Home/ Introduction To Dance Movement Analysis
Course Type Course Code No. Of Credits
Foundation Elective SUS1EL919 4
  1. Does the course connect to, build on or overlap with any other courses offered in AUD? This course is connected to the current ongoing course offered; Introduction to Culture and Creative Expressions. It will also help undergrad students to venture into preparing for a M.A. in Performance Studies or M.A. in Dance (Practice) offered at the School of Culture and Creative Expressions (SCCE).
  2. Specific requirements on the part of students who can be admitted to this course: No prior knowledge is required. It is open for all students with a keen interest in understanding dance and performance.
  3. No. of students to be admitted (with justification if lower than usual cohort size is proposed): Up to 20 students, given the nature of the course, considering it will include practice – oriented workshops and activities as an integral part of learning and analysis.
  4. Course scheduling: (summer/winter course; semester-long course;half-semester course; workshop mode; seminar mode; any other – please specify) Monsoon semester, lecture, workshop and discussion mode, Semester-long Course.
  5. Proposed date of launch: Monsoon semester 2019.
  6. How does the course link with the vision of AUD and the specific programme(s) where it is being offered? The process of any undergrad degree enables a student to strengthen their academic skills. AUD’s vision fully covers every aspect to accomplish and provide an enriched experience to such a process. This particular course will add more to the experience of the students. It will specially be helpful for students who have had some prior training to dance, but the scope is not just limited to them and is open for anyone who is interested in understanding dance. The students will have to think and analyze dance by being in the field. The process of collectively thinking about dance will help in contributing to the mission of the university. It will give a space for collective decision-making process; promoting equality and aiming at creating a common ground to realize the idea of excellence. It will try and reinforce AUD’s vision of a ‘non-hierarchical functioning, team work and creativity’ based training and pedagogy for creating a strong foundation for higher education. It will be driven on the basis of the student-centered approach envisaged by the university
  7. Course Details:

1. Summary:Any given work of art is an expression or an embodiment of various elements put together as a whole to be experienced. The elements used are diverse, and yet compatible. The work is created with an intention to communicate. With dance in particular, it is about a body, or multiple bodies, moving together; responding to elements in a given space and time. The meaning of dance is made by analyzing it as a result of a relationship between the public display of bodily motion vis-à-vis its perception, transformation, transmission and enactments of social categories. This course aims to bring in a wide range of dances and its understanding to develop a sensitivity towards the devices and methods used to create a dance.
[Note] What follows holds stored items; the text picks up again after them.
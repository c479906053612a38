//! Context builders and a recording client surface

use std::sync::{Arc, Mutex};

use async_trait::async_trait;
use jiff::Timestamp;
use jiff::tz::TimeZone;
use serde_json::{Map, Value};
use switchboard_core::{AgentIdentity, Message, UserIdentity};
use switchboard_tools::{
    ClientSurface, ClientTask, ClientToolContext, ContextToolContext, ModalRequest, PersistenceHandle,
    ServerToolContext,
};

/// Fixed instant so time-dependent tools are deterministic
pub const NOW: &str = "2024-06-01T12:00:00Z";

pub fn user() -> UserIdentity {
    let now: Timestamp = NOW.parse().expect("valid timestamp");
    UserIdentity::at("user-1", now, TimeZone::UTC)
}

pub fn agent() -> AgentIdentity {
    AgentIdentity::new("agent-1", "Helper")
}

/// Stand-in for a database client handed to server tools
#[derive(Debug, Default)]
pub struct FakeDatabase {
    pub rows: Mutex<Vec<String>>,
}

pub fn server_context(db: Arc<FakeDatabase>) -> ServerToolContext {
    ServerToolContext::new(user(), agent(), PersistenceHandle::from_arc(db))
}

pub fn context_context(messages: Vec<Message>) -> ContextToolContext {
    ContextToolContext::new(user(), agent(), PersistenceHandle::detached()).with_messages(messages)
}

pub fn client_context(surface: Arc<RecordingSurface>) -> ClientToolContext {
    ClientToolContext::new(user(), agent(), surface).with_tasks(vec![ClientTask {
        id: "task-1".into(),
        is_system: true,
        name: "chat".into(),
        description: "General conversation".into(),
        start_new_thread: false,
        model_id: "mock-model".into(),
        theme: "dusk".into(),
    }])
}

/// Object from a `json!` literal
pub fn args(value: Value) -> Map<String, Value> {
    match value {
        Value::Object(map) => map,
        other => panic!("expected a JSON object, got {other}"),
    }
}

/// Client surface that records every UI action
#[derive(Debug, Default)]
pub struct RecordingSurface {
    pub actions: Mutex<Vec<String>>,
    pub modal_reply: Mutex<Option<String>>,
}

impl RecordingSurface {
    pub fn actions(&self) -> Vec<String> {
        self.actions.lock().expect("lock").clone()
    }

    fn record(&self, action: String) {
        self.actions.lock().expect("lock").push(action);
    }
}

#[async_trait]
impl ClientSurface for RecordingSurface {
    async fn current_task(&self) -> Option<ClientTask> {
        None
    }

    async fn set_task(&self, task_name: &str) -> anyhow::Result<()> {
        self.record(format!("set_task:{task_name}"));
        Ok(())
    }

    async fn current_thread(&self) -> Option<String> {
        None
    }

    async fn set_thread(&self, thread_id: &str) -> anyhow::Result<()> {
        self.record(format!("set_thread:{thread_id}"));
        Ok(())
    }

    async fn send_messages(&self, messages: Vec<Message>) -> anyhow::Result<()> {
        self.record(format!("send_messages:{}", messages.len()));
        Ok(())
    }

    async fn show_modal(&self, modal: ModalRequest) -> anyhow::Result<String> {
        self.record(format!("show_modal:{}", modal.title));
        Ok(self.modal_reply.lock().expect("lock").clone().unwrap_or_default())
    }

    async fn hide_modal(&self) -> anyhow::Result<()> {
        self.record("hide_modal".to_owned());
        Ok(())
    }
}
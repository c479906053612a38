use switchboard_catalog::{LlmRegistration, ModelCatalog, Theme, ThemeCatalog};
use switchboard_tools::{
    ClientTool, ClientToolRegistry, ContextTool, ContextToolRegistry, ServerTool, ServerToolRegistry,
};

/// A bundle of tools, themes and models registered at startup
pub trait Plugin: Send + Sync {
    /// Name used in logs and errors
    fn name(&self) -> &str;

    /// Contribute registrations
    fn register(&self, registrar: &mut PluginRegistrar) -> anyhow::Result<()>;
}

/// Mutable registries open during startup
///
/// Registering a name that already exists in the same registry replaces the
/// earlier entry.
#[derive(Debug, Default)]
pub struct PluginRegistrar {
    pub(crate) server_tools: ServerToolRegistry,
    pub(crate) context_tools: ContextToolRegistry,
    pub(crate) client_tools: ClientToolRegistry,
    pub(crate) themes: ThemeCatalog,
    pub(crate) models: ModelCatalog,
}

impl PluginRegistrar {
    pub fn new() -> Self {
        Self::default()
    }

    /// Add a tool to the server namespace
    pub fn register_server_tool(&mut self, tool: ServerTool) -> &mut Self {
        self.server_tools.register(tool);
        self
    }

    /// Add a tool to the context namespace
    pub fn register_context_tool(&mut self, tool: ContextTool) -> &mut Self {
        self.context_tools.register(tool);
        self
    }

    /// Add a tool to the client namespace
    pub fn register_client_tool(&mut self, tool: ClientTool) -> &mut Self {
        self.client_tools.register(tool);
        self
    }

    pub fn register_theme(&mut self, theme: Theme) -> &mut Self {
        self.themes.register(theme);
        self
    }

    pub fn register_llm(&mut self, registration: LlmRegistration) -> &mut Self {
        self.models.register(registration);
        self
    }
}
The foundation of this course is based on practice. The practice-based nature of the course is deliberated so that the students can think of this as a methodology to grasp theories and histories of dance making. This will enable students to think through movements and its possible analysis. Aiming at helping the students to think beyond the regular notions of dance practice, the course will open up the discourses on traditional and the contemporary forms of practice, especially within the context of Indian dances.

The course will attempt to enhance the cohort in understanding the basic aspects and principles of dance – making; history of its various forms, occasions and events of such performances as expected within a cultural milieu, using three frameworks in relation to dance. The tentative frameworks are as below:

Dance and Communication: Dance allows itself to become a medium of various kinds of communication. It has been greatly influenced by literary texts, since performance is perceived traditionally as some form of re-presentation. It is important to engage with how dance responds through text or can lead in creation of a text. Dance allows possibilities for various kinds of communications. Using just literature, as a mode of communicationwe will use excerpts from various textual source such asepics, poetry, manifestos or memoirs to foreground an understanding of the possibilities of creating movement as a form of representation.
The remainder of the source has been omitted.